Diálogos em Viseu

2020-07-22

Diálogos em Viseu

“Os diálogos destes ‘Diálogos’ acontecem a vários níveis, explicou o dirigente da Nicho Associação Cultural. Entre a sede do concelho e três das suas freguesias mais distantes e consideradas de baixa densidade populacional, e depois entre artistas (…) e estas três comunidades que partilham o processo criativo, cujo resultado são três performances criadas a partir das memórias dos mais antigos, dos mais velhos destes territórios”, adiantou.

Graeme Pulleyn explicou também, na apresentação do projeto, que criou o espetáculo em 2019, para ser apresentado este ano, e que acabou por ser “concebido nos meses mais críticos de confinamento por causa da pandemia, em março e abril”.

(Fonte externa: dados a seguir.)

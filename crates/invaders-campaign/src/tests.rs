//! Tests for profile persistence and the progression tables.

use std::fs;

use proptest::prelude::*;

use invaders_core::enums::{GameMode, Tier, Unlock};

use crate::levels::{level_requirements, TARGET_INCREMENT};
use crate::profile::{Config, HighScores, Profile, LEVEL5_SKIN};
use crate::store::{load_profile, JsonProfileStore, MemoryStore, ProfileStore, CONFIG_FILE, HIGH_SCORE_FILE};

fn sample_profile() -> Profile {
    let mut profile = Profile::default();
    profile.config.unlock_impossible = true;
    profile.config.max_level_reached = 12;
    profile.config.shotgun_unlocked = true;
    profile.config.whip_unlocked = true;
    profile.config.grant(Unlock::Level5Skin);
    profile.config.active_skin = LEVEL5_SKIN.to_string();
    profile.config.sound_volume = 0.3;
    profile.config.music_volume = 0.12;
    profile.config.mouse_control = true;
    profile.high_scores.easy = 120;
    profile.high_scores.hard = 1450;
    profile.high_scores.record(GameMode::Level(3), 220);
    profile.high_scores.record(GameMode::Level(11), 505);
    profile
}

// ---- Round trips ----

#[test]
fn test_json_store_round_trip() {
    let dir = std::env::temp_dir().join("invaders_test_profile_round_trip");
    let _ = fs::remove_dir_all(&dir);

    let profile = sample_profile();
    let mut store = JsonProfileStore::new(&dir);
    store.save_config(&profile.config).unwrap();
    store.save_high_scores(&profile.high_scores).unwrap();

    let mut reopened = JsonProfileStore::new(&dir);
    let loaded = load_profile(&mut reopened);
    assert_eq!(loaded, profile);

    let _ = fs::remove_dir_all(&dir);
}

#[test]
fn test_memory_store_round_trip() {
    let profile = sample_profile();
    let mut store = MemoryStore::new();
    store.save_config(&profile.config).unwrap();
    store.save_high_scores(&profile.high_scores).unwrap();
    assert_eq!(load_profile(&mut store), profile);
}

// ---- Defaults and fallbacks ----

#[test]
fn test_missing_files_are_created_with_defaults() {
    let dir = std::env::temp_dir().join("invaders_test_profile_missing");
    let _ = fs::remove_dir_all(&dir);

    let mut store = JsonProfileStore::new(&dir);
    let profile = load_profile(&mut store);
    assert_eq!(profile, Profile::default());
    assert!(dir.join(CONFIG_FILE).exists());
    assert!(dir.join(HIGH_SCORE_FILE).exists());

    let _ = fs::remove_dir_all(&dir);
}

#[test]
fn test_missing_keys_filled_present_keys_kept() {
    let mut store = MemoryStore::with_documents(
        Some(r#"{"max_level_reached": 7, "mouse_control": true, "legacy_field": 3}"#),
        Some(r#"{"hard": 900, "level_mode": {"level_2": 160}}"#),
    );
    let profile = load_profile(&mut store);

    assert_eq!(profile.config.max_level_reached, 7);
    assert!(profile.config.mouse_control);
    assert_eq!(profile.config.sound_volume, Config::default().sound_volume);
    assert_eq!(profile.config.unlocked_skins, vec!["default".to_string()]);

    assert_eq!(profile.high_scores.hard, 900);
    assert_eq!(profile.high_scores.easy, 0);
    assert_eq!(profile.high_scores.get(GameMode::Level(2)), 160);
}

#[test]
fn test_malformed_file_falls_back_to_defaults() {
    let dir = std::env::temp_dir().join("invaders_test_profile_malformed");
    let _ = fs::remove_dir_all(&dir);
    fs::create_dir_all(&dir).unwrap();
    fs::write(dir.join(CONFIG_FILE), "{ not json").unwrap();

    let mut store = JsonProfileStore::new(&dir);
    assert!(store.load_config().is_err());
    let profile = load_profile(&mut store);
    assert_eq!(profile.config, Config::default());
    // The malformed file is left for the player to inspect.
    assert_eq!(fs::read_to_string(dir.join(CONFIG_FILE)).unwrap(), "{ not json");

    let _ = fs::remove_dir_all(&dir);
}

#[test]
fn test_error_messages_name_the_file() {
    let mut store = MemoryStore::with_documents(Some("42"), None);
    let err = store.load_config().unwrap_err();
    assert!(err.to_string().contains(CONFIG_FILE));
}

// ---- High scores ----

#[test]
fn test_tier_high_score_only_when_beaten() {
    let mut scores = HighScores::default();
    assert!(!scores.record(GameMode::Tier(Tier::Easy), 0));
    assert!(scores.record(GameMode::Tier(Tier::Easy), 50));
    assert!(!scores.record(GameMode::Tier(Tier::Easy), 50));
    assert!(scores.record(GameMode::Tier(Tier::Easy), 51));
    assert_eq!(scores.get(GameMode::Tier(Tier::Easy)), 51);
    assert_eq!(scores.get(GameMode::Tier(Tier::Medium)), 0);
}

#[test]
fn test_first_level_score_always_records() {
    let mut scores = HighScores::default();
    assert!(scores.record(GameMode::Level(4), 0));
    assert_eq!(scores.level_mode.get("level_4"), Some(&0));
    assert!(!scores.record(GameMode::Level(4), 0));
    assert_eq!(HighScores::key_for(GameMode::Level(4)), "level_4");
    assert_eq!(HighScores::key_for(GameMode::Tier(Tier::Impossible)), "impossible");
}

// ---- Settings ----

#[test]
fn test_volume_steps_and_bounds() {
    let mut config = Config::default();
    config.adjust_sound_volume(true);
    assert!((config.sound_volume - 0.6).abs() < 1e-4);
    for _ in 0..20 {
        config.adjust_sound_volume(true);
    }
    assert_eq!(config.sound_volume, 1.0);
    for _ in 0..20 {
        config.adjust_sound_volume(false);
    }
    assert_eq!(config.sound_volume, 0.0);

    config.adjust_music_volume(true);
    assert!((config.music_volume - 0.08).abs() < 1e-4);
    for _ in 0..40 {
        config.adjust_music_volume(true);
    }
    assert!((config.music_volume - 0.2).abs() < 1e-4);
}

#[test]
fn test_grant_and_skin_selection() {
    let mut config = Config::default();
    assert!(!config.select_skin(LEVEL5_SKIN));
    assert!(config.grant(Unlock::Level5Skin));
    assert!(!config.grant(Unlock::Level5Skin));
    assert!(config.select_skin(LEVEL5_SKIN));
    assert_eq!(config.active_skin, LEVEL5_SKIN);
    assert!(config.grant(Unlock::SpreadWeapon));
    assert!(!config.grant(Unlock::SpreadWeapon));
    assert!(!config.grant(Unlock::ExplosiveShot));
}

// ---- Properties ----

proptest! {
    #[test]
    fn prop_targets_grow_with_level(level in 1u32..2000) {
        let here = level_requirements(level);
        let next = level_requirements(level + 1);
        prop_assert!(next.target_score > here.target_score);
        prop_assert!(next.composition.enemies <= 8);
        prop_assert!(next.composition.strong <= 1);
    }

    #[test]
    fn prop_mid_band_linear(level in 6u32..=10) {
        prop_assert_eq!(
            level_requirements(level).target_score,
            level_requirements(5).target_score + (level - 5) * TARGET_INCREMENT
        );
    }

    #[test]
    fn prop_partial_config_keeps_present_keys(max_level in 1u32..500, mouse in any::<bool>(), volume in 0u32..=10) {
        let sound = volume as f32 / 10.0;
        let doc = format!(
            r#"{{"max_level_reached": {max_level}, "mouse_control": {mouse}, "sound_volume": {sound}}}"#
        );
        let mut store = MemoryStore::with_documents(Some(&doc), None);
        let config = store.load_config().unwrap();
        prop_assert_eq!(config.max_level_reached, max_level);
        prop_assert_eq!(config.mouse_control, mouse);
        prop_assert!((config.sound_volume - sound).abs() < 1e-6);
        prop_assert_eq!(config.music_volume, Config::default().music_volume);
        prop_assert_eq!(config.active_skin, Config::default().active_skin);
    }
}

“Onde era suposto entrevistar as pessoas mais velhas das comunidades ao vivo, realizaram-se conversas à distância através de intermediários locais, de videoconferências, gravações em telemóveis. Onde estava previsto os artistas realizarem muitas horas de residência e criação nas freguesias, tivemos de nos contentar com algumas visitas ao domingo à tarde”, explicou o responsável.

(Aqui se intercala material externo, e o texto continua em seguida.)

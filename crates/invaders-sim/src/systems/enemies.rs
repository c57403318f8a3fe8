//! Enemy advance: descent, spin and Impossible-tier return fire.

use hecs::World;
use rand::Rng;
use rand_chacha::ChaCha8Rng;

use invaders_core::components::{Enemy, Shooter};
use invaders_core::types::{Extent, Position, Velocity};

use crate::world_setup;

/// Move every enemy one tick and let armed enemies roll for a shot.
///
/// A shooter whose delay has elapsed rolls its chance each tick. A successful
/// roll restarts the delay; the bolt only spawns if the enemy's bottom edge
/// is already inside the playfield.
pub fn run(world: &mut World, rng: &mut ChaCha8Rng, now_ms: u64) {
    let mut bolts = Vec::new();

    for (_entity, (enemy, pos, vel, extent, shooter)) in world.query_mut::<(
        &mut Enemy,
        &mut Position,
        &Velocity,
        &Extent,
        Option<&mut Shooter>,
    )>() {
        pos.translate(*vel);
        enemy.rotation_deg = (enemy.rotation_deg + enemy.spin_deg).rem_euclid(360.0);

        let Some(shooter) = shooter else {
            continue;
        };
        if now_ms.saturating_sub(shooter.last_shot_ms) > shooter.delay_ms && rng.gen_bool(shooter.chance) {
            shooter.last_shot_ms = now_ms;
            let bottom = pos.y + extent.h / 2.0;
            if bottom > 0.0 {
                bolts.push((pos.x, bottom));
            }
        }
    }

    for (x, bottom) in bolts {
        world_setup::spawn_enemy_bolt(world, x, bottom);
    }
}
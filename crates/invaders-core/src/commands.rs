//! Player commands and per-tick input sent to the simulation.
//!
//! Commands are phase-transition and settings requests, queued and processed
//! at the next tick boundary. The engine accepts or rejects each one based on
//! the current phase. Continuous control arrives as an [`InputFrame`].

use serde::{Deserialize, Serialize};

use crate::enums::*;

/// All possible player actions.
#[derive(Debug, Clone, PartialEq, Serialize, Deserialize)]
#[serde(tag = "type")]
pub enum PlayerCommand {
    // --- Menu ---
    /// Start a tier-mode run. The Impossible tier must be unlocked.
    StartTier { tier: Tier },
    /// Open the level picker.
    OpenLevelSelect,
    /// Start a level-mode run at a level no higher than the maximum reached.
    SelectLevel { level: u32 },
    OpenHelp,
    OpenSettings,
    /// Close the current overlay and return to the phase that opened it.
    Back,

    // --- In game ---
    /// Ask to abandon the current run.
    RequestQuit,
    /// Abandon the run. Records a high score if one was set.
    ConfirmQuit,
    CancelQuit,
    /// Leave Game Over for the menu, or start the next level after Level Complete.
    Continue,

    // --- Settings ---
    AdjustSoundVolume { up: bool },
    AdjustMusicVolume { up: bool },
    ToggleMouseControl,
    ToggleFullscreen,
    SelectSkin { skin: String },
}

/// A request to fire, optionally with a weapon other than the selected one.
#[derive(Debug, Clone, Copy, Default, PartialEq, Eq, Serialize, Deserialize)]
pub struct FireIntent {
    /// Fire this weapon without changing the persistent selection.
    pub weapon_override: Option<WeaponKind>,
}

/// One tick's worth of player input.
///
/// `axis` and `pointer_x` hold until replaced; `fire` and `select_weapon`
/// are consumed by the first tick that sees them.
#[derive(Debug, Clone, Copy, Default, PartialEq, Serialize, Deserialize)]
pub struct InputFrame {
    /// Horizontal intent: -1 left, 0 idle, 1 right.
    pub axis: i8,
    /// Pointer x position, used only in pointer-control mode.
    pub pointer_x: Option<f32>,
    pub fire: Option<FireIntent>,
    pub select_weapon: Option<WeaponKind>,
}

impl InputFrame {
    pub fn fire() -> Self {
        Self {
            fire: Some(FireIntent::default()),
            ..Default::default()
        }
    }

    pub fn with_axis(mut self, axis: i8) -> Self {
        self.axis = axis.signum();
        self
    }

    pub fn with_override(mut self, weapon: WeaponKind) -> Self {
        self.fire = Some(FireIntent {
            weapon_override: Some(weapon),
        });
        self
    }
}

Após meses de trabalho, nasce em Côta a “Desgarrada”, com Dennis Xavier e César Prata. É o primeiro espetáculo a estrear, na quinta-feira, num espaço ao ar livre da freguesia e com o cumprimento das normas de higiene e segurança da Direção-Geral da Saúde (DGS).

Em agosto, Joana Martins e Joana Pupo apresentam “O fio e a meada”, criado e estreado em Calde e, em setembro, Emanuel Santos e Patrick Murys apresentam “De onde não se vê o fim”, criado em Cavernães.

Cada um destes espetáculos vai, nos dias seguintes, às outras freguesias que entraram no projeto e terminam na sede do concelho, em Viseu, num total de 16 espetáculos, o mesmo número que esteve delineado desde o início.